Photography is my main hobby. I have been taking pictures for 17 years now, and while I do have a selection of my best work, 17 years worth of pictures is a lot more than that.
This means that there are thousands upon thousands of image files gathering digital dust on a spinning cobalt disk inside my NAS. Each one of those pictures was shot at a moment where I thought it was important, passed the culling process then carefully processed in Lightroom.
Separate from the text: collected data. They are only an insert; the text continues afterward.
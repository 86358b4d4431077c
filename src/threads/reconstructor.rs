use std::collections::HashMap;

use log::debug;

use crate::date_range::DateRange;
use crate::email::Message;

/// Associe les messages reçus aux réponses du dossier des envoyés.
///
/// Les messages sont stockés dans l'ordre d'arrivée ; les renvois passent
/// par `index`, jamais par des pointeurs.
pub struct ThreadReconstructor {
    range: DateRange,
    messages: Vec<Message>,
    index: HashMap<String, usize>,
}

impl ThreadReconstructor {
    pub fn new(range: DateRange) -> Self {
        ThreadReconstructor {
            range,
            messages: Vec::new(),
            index: HashMap::new(),
        }
    }

    /// Ajoute un message reçu. Renvoie `false` s'il sort de la plage de dates.
    ///
    /// Un Message-ID répété remplace l'entrée existante sans changer sa position.
    pub fn index(&mut self, message: Message) -> bool {
        if !self.range.contains(message.timestamp) {
            debug!(
                "⛔ {} ignoré, {:?} hors des dates demandées",
                message.message_id, message.timestamp
            );
            return false;
        }

        match self.index.get(&message.message_id) {
            Some(&position) => self.messages[position] = message,
            None => {
                self.index.insert(message.message_id.clone(), self.messages.len());
                self.messages.push(message);
            }
        }
        true
    }

    /// Rattache le corps de `reply` au message auquel il répond.
    ///
    /// Seule la première réponse est conservée. Renvoie `true` si la réponse
    /// a été rattachée.
    pub fn attach_reply(&mut self, reply: &Message) -> bool {
        if !self.range.contains(reply.timestamp) {
            return false;
        }
        let Some(parent_id) = reply.in_reply_to.as_deref() else {
            return false;
        };
        let Some(&position) = self.index.get(parent_id) else {
            return false;
        };

        let parent = &mut self.messages[position];
        if parent.answer.is_some() {
            debug!("{} a déjà une réponse, {} ignorée", parent_id, reply.message_id);
            return false;
        }
        parent.answer = Some(reply.question.clone());
        true
    }

    pub fn get(&self, message_id: &str) -> Option<&Message> {
        self.index.get(message_id).map(|&position| &self.messages[position])
    }

    pub fn len(&self) -> usize {
        self.messages.len()
    }

    pub fn is_empty(&self) -> bool {
        self.messages.is_empty()
    }

    pub fn into_messages(self) -> Vec<Message> {
        self.messages
    }
}

/// Indexe `inbox`, rattache les réponses de `sent` et renvoie les messages reçus.
pub fn reconstruct<I, S>(range: DateRange, inbox: I, sent: S) -> Vec<Message>
where
    I: IntoIterator<Item = Message>,
    S: IntoIterator<Item = Message>,
{
    let mut reconstructor = ThreadReconstructor::new(range);
    for message in inbox {
        reconstructor.index(message);
    }
    let attached = sent
        .into_iter()
        .filter(|reply| reconstructor.attach_reply(reply))
        .count();
    debug!("{} message(s) sur {} ont reçu une réponse", attached, reconstructor.len());
    reconstructor.into_messages()
}
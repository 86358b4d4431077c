use async_imap::error::Error as ImapError;
use async_imap::Session;
use futures::future::LocalBoxFuture;
use futures::stream::StreamExt;
use log::{debug, info, warn};
use tokio::net::TcpStream;
use tokio_native_tls::{native_tls, TlsConnector, TlsStream};
use tokio_util::compat::{Compat, TokioAsyncReadCompatExt};

use crate::config::ImapConfig;
use crate::error::RetrievalError;

/// Identifiant et secret du compte, fournis à chaque exécution.
#[derive(Clone)]
pub struct Credentials {
    account: String,
    secret: String,
}

impl Credentials {
    pub fn new(account: impl Into<String>, secret: impl Into<String>) -> Self {
        Credentials {
            account: account.into(),
            secret: secret.into(),
        }
    }

    pub fn account(&self) -> &str {
        &self.account
    }
}

impl std::fmt::Debug for Credentials {
    fn fmt(&self, f: &mut std::fmt::Formatter<'_>) -> std::fmt::Result {
        f.debug_struct("Credentials")
            .field("account", &self.account)
            .field("secret", &"***")
            .finish()
    }
}

/// Session ouverte et authentifiée sur une boîte mail.
///
/// La récupération ne passe que par ce trait, ce qui permet de la faire
/// tourner sur une boîte en mémoire dans les tests.
pub trait MailSession: Sized + 'static {
    /// Sélectionne `folder` et renvoie les numéros de séquence correspondant à
    /// `criteria`, du plus ancien au plus récent. Un dossier impossible à
    /// sélectionner ne renvoie aucun identifiant.
    fn search_ids<'a>(
        &'a mut self,
        folder: &'a str,
        criteria: &'a str,
    ) -> LocalBoxFuture<'a, Result<Vec<u32>, RetrievalError>>;

    /// Représentation RFC822 complète d'un message du dossier sélectionné.
    fn fetch_raw(&mut self, id: u32) -> LocalBoxFuture<'_, Result<Vec<u8>, RetrievalError>>;

    /// Déconnexion (LOGOUT) et fermeture de la connexion.
    fn close(self) -> LocalBoxFuture<'static, Result<(), RetrievalError>>;
}

/// Classe une erreur de FETCH : une connexion perdue interrompt la session,
/// le reste ne concerne que le message demandé.
pub(crate) fn fetch_failure(id: u32, error: ImapError) -> RetrievalError {
    match error {
        ImapError::Io(_) | ImapError::ConnectionLost => {
            RetrievalError::Session(format!("FETCH {} interrompu : {}", id, error))
        }
        other => RetrievalError::Fetch {
            id,
            reason: other.to_string(),
        },
    }
}

type ImapStream = Compat<TlsStream<TcpStream>>;

pub struct ImapClient {
    session: Session<ImapStream>,
}

impl ImapClient {
    pub async fn connect(config: &ImapConfig, credentials: &Credentials) -> Result<Self, RetrievalError> {
        info!("Connexion au serveur IMAP {}:{}", config.server, config.port);

        let connection_error = |reason: String| RetrievalError::Connection {
            host: config.server.clone(),
            port: config.port,
            reason,
        };

        // Créer une connexion TCP
        let tcp_stream = TcpStream::connect((config.server.as_str(), config.port))
            .await
            .map_err(|e| connection_error(e.to_string()))?;

        // Créer une connexion TLS
        let tls = native_tls::TlsConnector::builder()
            .build()
            .map_err(|e| connection_error(e.to_string()))?;
        let tls_stream = TlsConnector::from(tls)
            .connect(&config.server, tcp_stream)
            .await
            .map_err(|e| connection_error(format!("échec de la négociation TLS : {}", e)))?;

        // Wrapper pour compatibilité futures
        let client = async_imap::Client::new(tls_stream.compat());

        // Authentification
        let session = client
            .login(credentials.account(), &credentials.secret)
            .await
            .map_err(|(e, _)| RetrievalError::Authentication {
                account: credentials.account().to_string(),
                reason: e.to_string(),
            })?;

        info!("✅ Session IMAP établie pour {}", credentials.account());

        Ok(ImapClient { session })
    }
}

impl MailSession for ImapClient {
    fn search_ids<'a>(
        &'a mut self,
        folder: &'a str,
        criteria: &'a str,
    ) -> LocalBoxFuture<'a, Result<Vec<u32>, RetrievalError>> {
        Box::pin(async move {
            match self.session.select(folder).await {
                Ok(mailbox) => debug!("Dossier {} sélectionné ({} messages)", folder, mailbox.exists),
                Err(ImapError::No(reason)) | Err(ImapError::Bad(reason)) => {
                    warn!("Impossible de sélectionner le dossier {} : {}", folder, reason);
                    return Ok(Vec::new());
                }
                Err(e) => {
                    return Err(RetrievalError::Session(format!(
                        "échec de SELECT {} : {}",
                        folder, e
                    )))
                }
            }

            let ids = match self.session.search(criteria).await {
                Ok(ids) => ids,
                Err(ImapError::No(reason)) | Err(ImapError::Bad(reason)) => {
                    warn!("SEARCH {} refusé dans {} : {}", criteria, folder, reason);
                    return Ok(Vec::new());
                }
                Err(e) => {
                    return Err(RetrievalError::Session(format!(
                        "échec de SEARCH {} : {}",
                        criteria, e
                    )))
                }
            };

            // SEARCH renvoie un ensemble non ordonné
            let mut ids: Vec<u32> = ids.into_iter().collect();
            ids.sort_unstable();

            debug!("{} message(s) correspondant à {} dans {}", ids.len(), criteria, folder);
            Ok(ids)
        })
    }

    fn fetch_raw(&mut self, id: u32) -> LocalBoxFuture<'_, Result<Vec<u8>, RetrievalError>> {
        Box::pin(async move {
            let responses = self
                .session
                .fetch(id.to_string(), "RFC822")
                .await
                .map_err(|e| fetch_failure(id, e))?;
            futures::pin_mut!(responses);

            let mut body = None;
            while let Some(response) = responses.next().await {
                match response {
                    Ok(fetch) => {
                        if body.is_none() {
                            body = fetch.body().map(<[u8]>::to_vec);
                        }
                    }
                    Err(e) => {
                        let failure = fetch_failure(id, e);
                        if failure.is_fatal() {
                            return Err(failure);
                        }
                        warn!("Réponse FETCH ignorée pour le message {} : {}", id, failure);
                    }
                }
            }

            let body = body.ok_or_else(|| RetrievalError::Fetch {
                id,
                reason: "réponse FETCH vide".to_string(),
            })?;

            debug!("Message {} récupéré, taille : {} bytes", id, body.len());
            Ok(body)
        })
    }

    fn close(mut self) -> LocalBoxFuture<'static, Result<(), RetrievalError>> {
        Box::pin(async move {
            info!("Déconnexion du serveur IMAP");
            self.session
                .logout()
                .await
                .map_err(|e| RetrievalError::Session(format!("échec de LOGOUT : {}", e)))
        })
    }
}

#[cfg(test)]
mod tests {
    use super::*;

    #[test]
    fn test_lost_connection_aborts_fetch() {
        let lost = fetch_failure(3, ImapError::ConnectionLost);
        assert!(lost.is_fatal());
        assert!(matches!(lost, RetrievalError::Session(_)));

        let io = std::io::Error::new(std::io::ErrorKind::BrokenPipe, "broken pipe");
        assert!(fetch_failure(3, ImapError::Io(io)).is_fatal());
    }

    #[test]
    fn test_rejected_fetch_only_skips_the_message() {
        let rejected = fetch_failure(4, ImapError::No("message expunged".into()));
        assert!(!rejected.is_fatal());
        assert!(matches!(rejected, RetrievalError::Fetch { id: 4, .. }));
    }
}
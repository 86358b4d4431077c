use std::collections::BTreeSet;

use anyhow::{Context, Result};
use log::debug;
use once_cell::sync::Lazy;
use regex::Regex;
use serde::Serialize;

use super::links::extract_links;
use crate::config::HeuristicsConfig;
use crate::email::Message;
use crate::heuristics::NoticeFilter;

/// "On Mon, Jan 1, 2024 at 10:00 AM Someone <a@b> wrote: ..." et tout ce qui suit.
static QUOTE_HEADER: Lazy<Regex> = Lazy::new(|| {
    Regex::new(r"(?i)on\s+\w{3},?\s+\w+\s+\d{1,2},?\s+\d{4}\s+at\s+\d{1,2}:\d{2}.*?wrote:.*")
        .expect("valid quote header pattern")
});

/// Supprime la réponse citée en fin de message, s'il y en a une.
pub fn strip_quoted_reply(text: &str) -> &str {
    match QUOTE_HEADER.find(text) {
        Some(quote) => text[..quote.start()].trim(),
        None => text,
    }
}

/// Échange question/réponse reconstitué.
#[derive(Debug, Clone, PartialEq, Serialize)]
pub struct Chain {
    pub question: String,
    pub answer: Option<String>,
    #[serde(skip_serializing_if = "Option::is_none")]
    pub question_2: Option<String>,
    #[serde(skip_serializing_if = "Option::is_none")]
    pub answer_2: Option<String>,
    #[serde(skip_serializing_if = "Vec::is_empty")]
    pub links: Vec<String>,
    /// Position du message qui ouvre la chaîne
    #[serde(skip)]
    pub primary: usize,
    /// Position du message de relance, s'il y en a un
    #[serde(skip)]
    pub continuation: Option<usize>,
}

/// Messages déjà rattachés à une chaîne.
#[derive(Debug, Clone, PartialEq, Eq)]
pub struct Consumption {
    used: Vec<bool>,
}

impl Consumption {
    pub fn new(len: usize) -> Self {
        Consumption { used: vec![false; len] }
    }

    pub fn is_used(&self, index: usize) -> bool {
        self.used.get(index).copied().unwrap_or(false)
    }

    /// Étend le suivi à `len` messages ; les nouveaux sont marqués non utilisés.
    fn cover(&mut self, len: usize) {
        if self.used.len() < len {
            self.used.resize(len, false);
        }
    }

    fn mark(&mut self, index: usize) {
        if let Some(slot) = self.used.get_mut(index) {
            *slot = true;
        }
    }

    pub fn used_count(&self) -> usize {
        self.used.iter().filter(|used| **used).count()
    }

    pub fn len(&self) -> usize {
        self.used.len()
    }

    pub fn is_empty(&self) -> bool {
        self.used.is_empty()
    }
}

pub struct ChainBuilder {
    filter: NoticeFilter,
    continuation_marker: Option<Regex>,
    prefix_chars: usize,
}

impl ChainBuilder {
    pub fn new(filter: NoticeFilter, continuation_marker: &str, prefix_chars: usize) -> Result<Self> {
        let continuation_marker = if continuation_marker.trim().is_empty() {
            None
        } else {
            let pattern = format!("(?i){}", regex::escape(continuation_marker));
            Some(
                Regex::new(&pattern)
                    .with_context(|| format!("Marqueur de relance invalide '{}'", continuation_marker))?,
            )
        };

        Ok(ChainBuilder {
            filter,
            continuation_marker,
            prefix_chars,
        })
    }

    pub fn from_config(config: &HeuristicsConfig) -> Result<Self> {
        Self::new(
            NoticeFilter::from_config(config),
            &config.continuation_marker,
            config.continuation_prefix_chars,
        )
    }

    pub fn build(&self, messages: &[Message]) -> Vec<Chain> {
        let (chains, consumption) = self.build_with(messages, Consumption::new(messages.len()));
        debug!(
            "{} chaîne(s) construite(s), {} message(s) utilisé(s) sur {}",
            chains.len(),
            consumption.used_count(),
            consumption.len()
        );
        chains
    }

    /// Un seul parcours : chaque message appartient à au plus une chaîne,
    /// dans l'ordre des messages qui les ouvrent.
    pub fn build_with(&self, messages: &[Message], mut consumption: Consumption) -> (Vec<Chain>, Consumption) {
        let mut chains = Vec::new();
        consumption.cover(messages.len());

        for (i, first) in messages.iter().enumerate() {
            if consumption.is_used(i) || self.filter.is_automated(first) {
                continue;
            }

            let question = first.question.text.clone();
            if question.is_empty() {
                continue;
            }

            let answer = first
                .answer
                .as_ref()
                .map(|body| strip_quoted_reply(&body.text).to_string())
                .unwrap_or_default();

            let mut links: BTreeSet<String> = extract_links(&first.question.raw);
            if let Some(body) = &first.answer {
                links.extend(extract_links(&body.raw));
            }

            let mut chain = Chain {
                question,
                answer: (!answer.is_empty()).then(|| answer.clone()),
                question_2: None,
                answer_2: None,
                links: Vec::new(),
                primary: i,
                continuation: None,
            };

            if !answer.is_empty() {
                let prefix: String = answer.chars().take(self.prefix_chars).collect();

                for (j, next) in messages.iter().enumerate().skip(i + 1) {
                    if consumption.is_used(j) || !next.question.text.contains(&prefix) {
                        continue;
                    }

                    let next_answer = next
                        .answer
                        .as_ref()
                        .map(|body| strip_quoted_reply(&body.text))
                        .unwrap_or_default();

                    chain.question_2 = Some(self.cut_at_marker(&next.question.text).to_string());
                    chain.answer_2 = Some(self.cut_at_marker(next_answer).to_string());
                    chain.continuation = Some(j);

                    links.extend(extract_links(&next.question.raw));
                    if let Some(body) = &next.answer {
                        links.extend(extract_links(&body.raw));
                    }

                    consumption.mark(j);
                    break;
                }
            }

            chain.links = links.into_iter().collect();
            consumption.mark(i);
            chains.push(chain);
        }

        (chains, consumption)
    }

    fn cut_at_marker<'t>(&self, text: &'t str) -> &'t str {
        match self.continuation_marker.as_ref().and_then(|marker| marker.find(text)) {
            Some(found) => text[..found.start()].trim(),
            None => text,
        }
    }
}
Realizing that all these pictures will probably never be looked at again made me sad, so I decided to do something about it.
Over the weekend, I had a thought: what if I could make my browser’s new tab page display a random picture from my stash? The image would change at regular intervals, keeping the novelty factor high and blowing some digital dust off the hard drive.
This had me think back to the old Webshots desktop setup I had growing up, that would change my desktop wallpaper every hour. It also incidentally turned me into a desktop image hoarder, but that’s a story for another time.
I rarely look at my desktop wallpaper these days, so I kept the idea but switched the canvas to be the browser new tab page, which gets opened dozens of times per day.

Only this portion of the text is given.